- [Stored data]

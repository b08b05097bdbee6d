//! In-process simulated relay and the scripted end-to-end ride scenarios
//! that exercise the rider/driver protocol against it.

use std::fmt;
use std::time::Duration;

pub mod relay;
pub mod scenarios;

pub use relay::{SimFilter, SimRelay, SimRelayHandle, SimRelayMessage};

/// Outcome of a single scenario run.
#[derive(Debug, Clone)]
pub enum TestResult {
    Pass { name: String, duration: Duration },
    Fail { name: String, error: String, duration: Duration },
    Skip { name: String, reason: String },
}

impl TestResult {
    pub fn pass(name: impl Into<String>, duration: Duration) -> Self {
        Self::Pass { name: name.into(), duration }
    }

    pub fn fail(name: impl Into<String>, error: impl Into<String>, duration: Duration) -> Self {
        Self::Fail { name: name.into(), error: error.into(), duration }
    }

    pub fn skip(name: impl Into<String>, reason: impl Into<String>) -> Self {
        Self::Skip { name: name.into(), reason: reason.into() }
    }

    pub fn is_pass(&self) -> bool {
        matches!(self, Self::Pass { .. })
    }

    pub fn is_fail(&self) -> bool {
        matches!(self, Self::Fail { .. })
    }

    pub fn name(&self) -> &str {
        match self {
            Self::Pass { name, .. } | Self::Fail { name, .. } | Self::Skip { name, .. } => name,
        }
    }
}

impl fmt::Display for TestResult {
    fn fmt(&self, f: &mut fmt::Formatter<'_>) -> fmt::Result {
        match self {
            Self::Pass { name, duration } => {
                write!(f, "\x1b[32mPASS\x1b[0m: {} ({:.2}ms)", name, duration.as_millis())
            }
            Self::Fail { name, error, duration } => {
                write!(f, "\x1b[31mFAIL\x1b[0m: {} - {}\n    ({:.2}ms)", name, error, duration.as_millis())
            }
            Self::Skip { name, reason } => write!(f, "\x1b[33mSKIP\x1b[0m: {} - {}", name, reason),
        }
    }
}

/// Aggregates scenario results and prints a summary, same shape as a CI
/// test runner's own suite report.
#[derive(Debug, Clone)]
pub struct TestSuite {
    name: String,
    results: Vec<TestResult>,
    start_time: std::time::Instant,
}

impl TestSuite {
    pub fn new(name: impl Into<String>) -> Self {
        Self { name: name.into(), results: Vec::new(), start_time: std::time::Instant::now() }
    }

    pub fn add_result(&mut self, result: TestResult) {
        self.results.push(result);
    }

    pub fn passed(&self) -> usize {
        self.results.iter().filter(|r| r.is_pass()).count()
    }

    pub fn failed(&self) -> usize {
        self.results.iter().filter(|r| r.is_fail()).count()
    }

    pub fn total(&self) -> usize {
        self.results.len()
    }

    pub fn elapsed(&self) -> Duration {
        self.start_time.elapsed()
    }

    pub fn print_summary(&self) {
        let elapsed = self.elapsed();
        println!();
        println!("Scenario Suite: {}", self.name);
        println!("----------------------------------------");
        println!("Total:   {}", self.total());
        println!("Passed:  \x1b[32m{}\x1b[0m", self.passed());
        println!("Failed:  \x1b[31m{}\x1b[0m", self.failed());
        println!("Elapsed: {:.2}ms", elapsed.as_millis());
        println!("----------------------------------------");
        if self.failed() > 0 {
            println!("\nFailed scenarios:");
            for result in &self.results {
                if result.is_fail() {
                    println!("  {}", result);
                }
            }
        }
    }
}

impl fmt::Display for TestSuite {
    fn fmt(&self, f: &mut fmt::Formatter<'_>) -> fmt::Result {
        write!(f, "TestSuite({} - {} passed, {} failed)", self.name, self.passed(), self.failed())
    }
}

- [Aim of the task] Each line in the data that holds the string "write" should be found and copied.

- [Result below]
                write!(f, "\x1b[32mPASS\x1b[0m: {} ({:.2}ms)", name, duration.as_millis())
                write!(f, "\x1b[31mFAIL\x1b[0m: {} - {}\n    ({:.2}ms)", name, error, duration.as_millis())
            Self::Skip { name, reason } => write!(f, "\x1b[33mSKIP\x1b[0m: {} - {}", name, reason),
        write!(f, "TestSuite({} - {} passed, {} failed)", self.name, self.passed(), self.failed())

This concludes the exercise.